- _Problem statement_:
Which lines of the data below contain "MessageQueued"? Please show them all.
Material supplied Block Start
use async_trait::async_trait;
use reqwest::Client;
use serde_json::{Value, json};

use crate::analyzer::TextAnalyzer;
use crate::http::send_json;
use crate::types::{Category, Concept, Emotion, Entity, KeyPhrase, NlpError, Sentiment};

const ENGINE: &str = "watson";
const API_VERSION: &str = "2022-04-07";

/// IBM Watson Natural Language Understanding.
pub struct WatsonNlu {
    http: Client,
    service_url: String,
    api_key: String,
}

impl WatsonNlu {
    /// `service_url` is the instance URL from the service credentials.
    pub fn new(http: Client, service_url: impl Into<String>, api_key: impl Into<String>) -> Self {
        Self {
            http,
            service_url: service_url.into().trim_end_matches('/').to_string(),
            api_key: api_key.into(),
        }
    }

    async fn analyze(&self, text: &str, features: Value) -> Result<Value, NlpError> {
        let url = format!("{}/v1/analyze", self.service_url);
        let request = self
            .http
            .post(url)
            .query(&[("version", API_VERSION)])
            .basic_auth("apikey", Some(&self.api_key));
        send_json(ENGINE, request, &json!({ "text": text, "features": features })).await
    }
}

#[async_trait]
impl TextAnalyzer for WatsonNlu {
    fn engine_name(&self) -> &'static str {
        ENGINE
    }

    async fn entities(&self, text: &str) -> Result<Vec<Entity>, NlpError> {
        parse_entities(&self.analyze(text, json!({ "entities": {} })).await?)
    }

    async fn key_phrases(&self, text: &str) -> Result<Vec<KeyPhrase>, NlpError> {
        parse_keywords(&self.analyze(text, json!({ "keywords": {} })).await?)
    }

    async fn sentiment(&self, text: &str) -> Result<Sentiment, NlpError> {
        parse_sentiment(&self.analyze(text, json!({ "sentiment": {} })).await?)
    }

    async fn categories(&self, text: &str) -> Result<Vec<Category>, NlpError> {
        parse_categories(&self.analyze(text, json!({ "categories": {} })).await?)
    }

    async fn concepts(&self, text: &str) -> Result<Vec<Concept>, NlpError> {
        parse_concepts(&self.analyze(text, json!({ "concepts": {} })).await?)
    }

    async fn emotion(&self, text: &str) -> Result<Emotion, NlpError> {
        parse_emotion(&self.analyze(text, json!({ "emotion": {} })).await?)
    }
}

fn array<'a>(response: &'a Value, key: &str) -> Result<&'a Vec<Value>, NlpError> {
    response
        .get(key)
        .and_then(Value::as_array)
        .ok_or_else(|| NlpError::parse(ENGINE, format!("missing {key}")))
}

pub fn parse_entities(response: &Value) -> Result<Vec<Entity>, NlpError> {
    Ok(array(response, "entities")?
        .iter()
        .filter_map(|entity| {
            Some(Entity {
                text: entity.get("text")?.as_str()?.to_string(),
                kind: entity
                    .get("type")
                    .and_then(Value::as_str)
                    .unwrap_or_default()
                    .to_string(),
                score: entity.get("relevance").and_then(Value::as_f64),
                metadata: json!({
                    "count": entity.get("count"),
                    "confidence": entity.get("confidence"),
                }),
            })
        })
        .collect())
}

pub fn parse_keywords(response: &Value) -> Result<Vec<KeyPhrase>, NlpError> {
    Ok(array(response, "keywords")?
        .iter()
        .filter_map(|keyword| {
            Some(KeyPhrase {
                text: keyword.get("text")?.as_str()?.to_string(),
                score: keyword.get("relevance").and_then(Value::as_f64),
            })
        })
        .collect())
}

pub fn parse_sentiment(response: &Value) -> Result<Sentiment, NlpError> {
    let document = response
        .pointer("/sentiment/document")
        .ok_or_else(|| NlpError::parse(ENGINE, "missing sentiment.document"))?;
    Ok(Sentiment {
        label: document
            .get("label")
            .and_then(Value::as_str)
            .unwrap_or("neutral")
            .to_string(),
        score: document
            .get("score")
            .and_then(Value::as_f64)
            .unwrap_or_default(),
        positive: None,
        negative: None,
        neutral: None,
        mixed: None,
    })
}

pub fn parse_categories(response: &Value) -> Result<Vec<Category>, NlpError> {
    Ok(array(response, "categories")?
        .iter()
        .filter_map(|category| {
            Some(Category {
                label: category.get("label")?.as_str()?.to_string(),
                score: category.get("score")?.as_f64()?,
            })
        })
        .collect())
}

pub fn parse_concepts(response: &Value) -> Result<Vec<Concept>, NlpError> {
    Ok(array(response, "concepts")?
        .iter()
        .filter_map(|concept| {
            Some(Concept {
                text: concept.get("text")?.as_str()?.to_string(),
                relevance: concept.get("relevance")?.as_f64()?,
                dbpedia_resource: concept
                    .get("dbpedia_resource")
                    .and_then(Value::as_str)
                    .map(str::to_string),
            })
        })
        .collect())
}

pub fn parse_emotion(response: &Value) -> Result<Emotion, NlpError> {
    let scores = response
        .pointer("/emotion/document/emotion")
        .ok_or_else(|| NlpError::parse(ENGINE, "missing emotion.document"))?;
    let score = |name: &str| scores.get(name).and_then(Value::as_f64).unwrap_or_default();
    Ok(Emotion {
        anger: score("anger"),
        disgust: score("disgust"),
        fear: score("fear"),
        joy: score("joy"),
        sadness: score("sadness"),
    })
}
Material supplied Block End
Material supplied Block Start
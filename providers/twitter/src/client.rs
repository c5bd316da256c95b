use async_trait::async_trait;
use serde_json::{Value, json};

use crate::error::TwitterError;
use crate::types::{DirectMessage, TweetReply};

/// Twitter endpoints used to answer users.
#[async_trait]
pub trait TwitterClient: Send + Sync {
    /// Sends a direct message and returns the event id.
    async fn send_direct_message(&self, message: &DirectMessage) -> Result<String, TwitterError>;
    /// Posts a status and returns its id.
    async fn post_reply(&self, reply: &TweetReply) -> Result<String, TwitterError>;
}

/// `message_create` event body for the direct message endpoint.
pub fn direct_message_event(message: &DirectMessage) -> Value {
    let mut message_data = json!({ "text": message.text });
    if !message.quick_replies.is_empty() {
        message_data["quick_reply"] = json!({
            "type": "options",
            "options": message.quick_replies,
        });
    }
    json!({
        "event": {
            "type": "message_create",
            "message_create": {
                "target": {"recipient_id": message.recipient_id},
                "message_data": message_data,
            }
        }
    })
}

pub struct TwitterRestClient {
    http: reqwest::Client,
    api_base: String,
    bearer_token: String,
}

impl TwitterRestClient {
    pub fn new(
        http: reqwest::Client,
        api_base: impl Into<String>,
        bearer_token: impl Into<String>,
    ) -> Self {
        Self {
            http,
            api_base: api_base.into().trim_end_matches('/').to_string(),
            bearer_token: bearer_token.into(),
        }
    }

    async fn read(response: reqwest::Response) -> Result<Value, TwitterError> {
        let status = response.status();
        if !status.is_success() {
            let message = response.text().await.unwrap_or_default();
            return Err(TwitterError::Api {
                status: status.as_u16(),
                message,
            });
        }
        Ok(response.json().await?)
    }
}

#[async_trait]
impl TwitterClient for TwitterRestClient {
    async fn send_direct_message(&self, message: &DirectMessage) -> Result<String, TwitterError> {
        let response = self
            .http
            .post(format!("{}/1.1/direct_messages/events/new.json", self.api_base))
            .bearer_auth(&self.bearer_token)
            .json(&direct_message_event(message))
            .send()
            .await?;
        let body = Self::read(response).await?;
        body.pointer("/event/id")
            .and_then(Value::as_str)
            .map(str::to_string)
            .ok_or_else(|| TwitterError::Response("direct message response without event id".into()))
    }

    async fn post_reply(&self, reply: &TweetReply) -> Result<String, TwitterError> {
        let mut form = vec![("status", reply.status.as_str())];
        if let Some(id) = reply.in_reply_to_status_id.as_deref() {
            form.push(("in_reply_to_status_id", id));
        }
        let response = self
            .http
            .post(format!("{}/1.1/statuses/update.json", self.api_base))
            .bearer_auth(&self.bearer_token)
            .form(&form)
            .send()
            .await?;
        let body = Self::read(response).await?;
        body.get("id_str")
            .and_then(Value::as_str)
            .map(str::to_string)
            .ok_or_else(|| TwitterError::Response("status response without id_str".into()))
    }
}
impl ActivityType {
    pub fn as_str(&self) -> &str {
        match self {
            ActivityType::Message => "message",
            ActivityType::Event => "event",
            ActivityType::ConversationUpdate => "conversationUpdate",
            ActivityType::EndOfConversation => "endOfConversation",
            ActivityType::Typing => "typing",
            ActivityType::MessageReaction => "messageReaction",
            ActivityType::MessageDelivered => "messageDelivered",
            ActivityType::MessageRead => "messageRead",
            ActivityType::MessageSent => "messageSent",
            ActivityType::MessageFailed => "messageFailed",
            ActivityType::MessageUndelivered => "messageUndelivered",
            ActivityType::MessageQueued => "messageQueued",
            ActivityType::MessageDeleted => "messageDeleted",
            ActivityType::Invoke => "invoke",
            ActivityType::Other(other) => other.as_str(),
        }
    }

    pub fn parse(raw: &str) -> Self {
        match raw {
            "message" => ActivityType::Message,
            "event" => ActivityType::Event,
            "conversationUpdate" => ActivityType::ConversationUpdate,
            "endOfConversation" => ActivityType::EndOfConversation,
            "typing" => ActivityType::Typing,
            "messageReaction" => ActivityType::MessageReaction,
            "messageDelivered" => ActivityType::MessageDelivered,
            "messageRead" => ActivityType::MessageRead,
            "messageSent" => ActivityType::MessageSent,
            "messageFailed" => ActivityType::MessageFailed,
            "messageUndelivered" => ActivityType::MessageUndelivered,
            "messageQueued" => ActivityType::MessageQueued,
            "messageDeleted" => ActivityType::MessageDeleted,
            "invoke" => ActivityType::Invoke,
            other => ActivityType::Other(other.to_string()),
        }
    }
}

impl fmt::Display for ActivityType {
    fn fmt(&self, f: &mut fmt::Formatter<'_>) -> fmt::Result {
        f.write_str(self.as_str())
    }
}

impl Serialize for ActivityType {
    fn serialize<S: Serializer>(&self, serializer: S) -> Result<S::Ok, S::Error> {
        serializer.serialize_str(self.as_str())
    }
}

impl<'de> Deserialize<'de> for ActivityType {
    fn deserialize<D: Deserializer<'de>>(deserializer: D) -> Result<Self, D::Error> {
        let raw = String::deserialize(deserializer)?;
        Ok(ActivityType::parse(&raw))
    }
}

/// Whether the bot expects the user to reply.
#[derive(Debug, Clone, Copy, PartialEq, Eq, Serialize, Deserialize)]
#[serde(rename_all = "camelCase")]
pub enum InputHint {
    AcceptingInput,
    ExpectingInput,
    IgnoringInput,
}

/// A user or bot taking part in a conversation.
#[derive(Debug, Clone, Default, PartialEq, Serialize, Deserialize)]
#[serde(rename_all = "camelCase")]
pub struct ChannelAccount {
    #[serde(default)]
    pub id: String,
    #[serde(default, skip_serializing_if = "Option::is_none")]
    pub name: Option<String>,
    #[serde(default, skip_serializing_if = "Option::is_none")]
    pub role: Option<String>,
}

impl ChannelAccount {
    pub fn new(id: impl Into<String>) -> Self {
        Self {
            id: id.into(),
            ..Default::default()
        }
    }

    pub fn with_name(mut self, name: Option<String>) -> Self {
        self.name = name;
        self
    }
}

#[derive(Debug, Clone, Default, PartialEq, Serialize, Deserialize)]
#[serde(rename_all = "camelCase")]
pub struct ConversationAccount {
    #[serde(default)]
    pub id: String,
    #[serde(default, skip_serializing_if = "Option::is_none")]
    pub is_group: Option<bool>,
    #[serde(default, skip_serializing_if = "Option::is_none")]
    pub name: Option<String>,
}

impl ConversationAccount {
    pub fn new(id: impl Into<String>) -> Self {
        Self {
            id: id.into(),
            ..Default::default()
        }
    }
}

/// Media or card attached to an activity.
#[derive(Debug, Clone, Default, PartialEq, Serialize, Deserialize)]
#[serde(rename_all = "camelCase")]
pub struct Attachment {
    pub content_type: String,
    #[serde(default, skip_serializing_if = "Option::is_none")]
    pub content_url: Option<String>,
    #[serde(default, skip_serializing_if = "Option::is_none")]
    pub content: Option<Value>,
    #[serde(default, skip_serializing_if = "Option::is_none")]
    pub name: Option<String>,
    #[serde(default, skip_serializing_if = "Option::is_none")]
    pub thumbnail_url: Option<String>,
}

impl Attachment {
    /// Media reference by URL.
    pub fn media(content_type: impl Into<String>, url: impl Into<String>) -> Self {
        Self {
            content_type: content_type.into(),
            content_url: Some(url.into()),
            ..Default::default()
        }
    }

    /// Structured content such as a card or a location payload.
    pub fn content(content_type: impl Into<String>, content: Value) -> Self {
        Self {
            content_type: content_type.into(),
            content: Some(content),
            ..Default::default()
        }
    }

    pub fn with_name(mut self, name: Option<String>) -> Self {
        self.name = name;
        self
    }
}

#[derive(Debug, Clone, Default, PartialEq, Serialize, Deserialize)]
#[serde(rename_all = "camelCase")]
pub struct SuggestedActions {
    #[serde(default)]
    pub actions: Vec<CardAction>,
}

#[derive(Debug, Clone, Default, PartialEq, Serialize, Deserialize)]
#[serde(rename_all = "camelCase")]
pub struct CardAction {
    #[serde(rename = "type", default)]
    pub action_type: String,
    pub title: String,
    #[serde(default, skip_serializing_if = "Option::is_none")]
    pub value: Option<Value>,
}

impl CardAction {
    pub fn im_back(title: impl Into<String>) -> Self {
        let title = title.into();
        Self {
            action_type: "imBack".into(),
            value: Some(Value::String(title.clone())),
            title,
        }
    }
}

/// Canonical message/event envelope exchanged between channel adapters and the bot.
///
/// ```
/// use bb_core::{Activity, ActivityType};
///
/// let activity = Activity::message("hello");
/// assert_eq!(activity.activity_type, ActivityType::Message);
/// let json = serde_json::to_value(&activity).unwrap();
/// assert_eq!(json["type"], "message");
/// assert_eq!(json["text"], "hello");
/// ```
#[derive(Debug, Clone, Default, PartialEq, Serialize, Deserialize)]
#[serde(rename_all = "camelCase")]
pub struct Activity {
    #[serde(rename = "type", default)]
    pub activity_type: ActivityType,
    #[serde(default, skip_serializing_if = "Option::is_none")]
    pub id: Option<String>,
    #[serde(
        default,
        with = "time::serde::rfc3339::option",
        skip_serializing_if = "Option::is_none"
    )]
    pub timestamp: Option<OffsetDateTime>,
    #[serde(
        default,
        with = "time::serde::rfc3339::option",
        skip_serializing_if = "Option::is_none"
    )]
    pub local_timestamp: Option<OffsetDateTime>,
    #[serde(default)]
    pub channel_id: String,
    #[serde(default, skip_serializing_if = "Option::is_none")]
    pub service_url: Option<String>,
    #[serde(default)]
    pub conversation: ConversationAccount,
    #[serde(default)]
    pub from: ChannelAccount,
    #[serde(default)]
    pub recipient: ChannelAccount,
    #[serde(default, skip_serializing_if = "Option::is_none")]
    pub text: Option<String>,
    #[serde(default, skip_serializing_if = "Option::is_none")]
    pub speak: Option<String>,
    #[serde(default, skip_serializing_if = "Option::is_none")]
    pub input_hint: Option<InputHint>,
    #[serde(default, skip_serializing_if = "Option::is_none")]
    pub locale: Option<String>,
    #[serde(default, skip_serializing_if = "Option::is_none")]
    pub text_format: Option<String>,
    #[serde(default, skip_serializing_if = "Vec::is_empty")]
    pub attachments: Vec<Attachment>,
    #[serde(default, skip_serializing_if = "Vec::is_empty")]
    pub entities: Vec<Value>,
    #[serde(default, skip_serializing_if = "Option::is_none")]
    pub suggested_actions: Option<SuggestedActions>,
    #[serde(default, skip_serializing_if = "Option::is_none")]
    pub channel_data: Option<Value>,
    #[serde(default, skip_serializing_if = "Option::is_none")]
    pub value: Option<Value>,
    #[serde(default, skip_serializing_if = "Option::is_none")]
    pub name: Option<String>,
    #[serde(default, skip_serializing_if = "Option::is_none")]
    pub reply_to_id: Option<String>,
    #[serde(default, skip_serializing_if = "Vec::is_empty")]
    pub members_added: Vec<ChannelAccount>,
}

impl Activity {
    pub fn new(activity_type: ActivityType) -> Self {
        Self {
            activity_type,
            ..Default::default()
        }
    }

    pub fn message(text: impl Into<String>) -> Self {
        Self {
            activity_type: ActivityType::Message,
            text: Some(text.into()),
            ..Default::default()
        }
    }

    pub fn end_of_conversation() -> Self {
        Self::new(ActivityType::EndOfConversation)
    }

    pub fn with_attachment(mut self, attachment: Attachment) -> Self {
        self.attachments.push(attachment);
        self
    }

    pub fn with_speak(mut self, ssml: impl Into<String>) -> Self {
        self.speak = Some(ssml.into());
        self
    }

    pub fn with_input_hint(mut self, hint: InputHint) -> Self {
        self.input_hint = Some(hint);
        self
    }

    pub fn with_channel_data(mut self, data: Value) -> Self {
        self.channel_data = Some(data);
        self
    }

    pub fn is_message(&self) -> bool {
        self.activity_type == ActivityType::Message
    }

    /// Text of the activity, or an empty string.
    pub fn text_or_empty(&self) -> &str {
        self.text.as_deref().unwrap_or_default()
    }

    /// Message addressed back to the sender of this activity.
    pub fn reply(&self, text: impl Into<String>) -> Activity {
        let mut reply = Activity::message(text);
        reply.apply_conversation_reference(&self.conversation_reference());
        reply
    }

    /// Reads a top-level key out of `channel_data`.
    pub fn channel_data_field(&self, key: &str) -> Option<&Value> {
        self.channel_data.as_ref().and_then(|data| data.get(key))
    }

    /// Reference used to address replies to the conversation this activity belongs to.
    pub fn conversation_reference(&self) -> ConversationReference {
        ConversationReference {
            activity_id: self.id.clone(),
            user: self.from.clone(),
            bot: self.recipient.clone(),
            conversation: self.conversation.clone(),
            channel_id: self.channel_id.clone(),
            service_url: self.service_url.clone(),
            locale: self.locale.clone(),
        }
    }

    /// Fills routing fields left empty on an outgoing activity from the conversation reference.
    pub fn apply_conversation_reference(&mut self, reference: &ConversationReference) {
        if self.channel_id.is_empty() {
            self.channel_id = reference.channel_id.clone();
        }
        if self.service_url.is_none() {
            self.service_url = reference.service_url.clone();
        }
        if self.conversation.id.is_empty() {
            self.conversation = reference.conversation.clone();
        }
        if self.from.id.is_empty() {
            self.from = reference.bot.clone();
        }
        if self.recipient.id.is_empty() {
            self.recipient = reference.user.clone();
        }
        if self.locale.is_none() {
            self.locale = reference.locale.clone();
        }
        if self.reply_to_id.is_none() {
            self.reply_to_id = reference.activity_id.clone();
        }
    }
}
Material supplied Block End
Material supplied Block Start
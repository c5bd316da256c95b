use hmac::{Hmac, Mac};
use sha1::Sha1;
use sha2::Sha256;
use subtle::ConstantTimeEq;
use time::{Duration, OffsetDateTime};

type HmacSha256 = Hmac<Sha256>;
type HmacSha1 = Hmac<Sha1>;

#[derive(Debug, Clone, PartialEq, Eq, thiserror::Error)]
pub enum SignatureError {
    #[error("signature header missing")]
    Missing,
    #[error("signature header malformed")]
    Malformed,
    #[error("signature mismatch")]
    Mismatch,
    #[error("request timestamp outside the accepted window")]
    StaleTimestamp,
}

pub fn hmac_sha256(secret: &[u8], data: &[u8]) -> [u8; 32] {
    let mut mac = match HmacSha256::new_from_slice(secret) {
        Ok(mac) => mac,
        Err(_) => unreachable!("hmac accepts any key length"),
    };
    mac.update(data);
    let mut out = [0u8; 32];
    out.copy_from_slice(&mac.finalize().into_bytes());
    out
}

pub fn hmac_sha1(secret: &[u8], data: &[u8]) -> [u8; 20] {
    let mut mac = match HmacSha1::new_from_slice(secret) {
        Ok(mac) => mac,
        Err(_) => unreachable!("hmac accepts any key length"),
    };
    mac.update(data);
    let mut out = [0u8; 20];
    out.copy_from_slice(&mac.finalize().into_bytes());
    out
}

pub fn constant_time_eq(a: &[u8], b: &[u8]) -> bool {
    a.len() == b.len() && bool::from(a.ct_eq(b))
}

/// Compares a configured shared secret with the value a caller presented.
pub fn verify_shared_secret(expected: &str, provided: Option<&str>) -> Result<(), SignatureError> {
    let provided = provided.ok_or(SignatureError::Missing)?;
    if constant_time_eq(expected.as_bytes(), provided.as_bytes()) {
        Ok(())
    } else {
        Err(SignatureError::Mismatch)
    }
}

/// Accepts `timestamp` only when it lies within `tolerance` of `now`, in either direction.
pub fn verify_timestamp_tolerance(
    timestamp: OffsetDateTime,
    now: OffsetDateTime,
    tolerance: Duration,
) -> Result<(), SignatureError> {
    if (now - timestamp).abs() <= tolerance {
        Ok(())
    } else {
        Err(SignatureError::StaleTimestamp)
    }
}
Material supplied Block End
- _Answer to this exercise_:
            ActivityType::MessageQueued => "messageQueued",
            "messageQueued" => ActivityType::MessageQueued,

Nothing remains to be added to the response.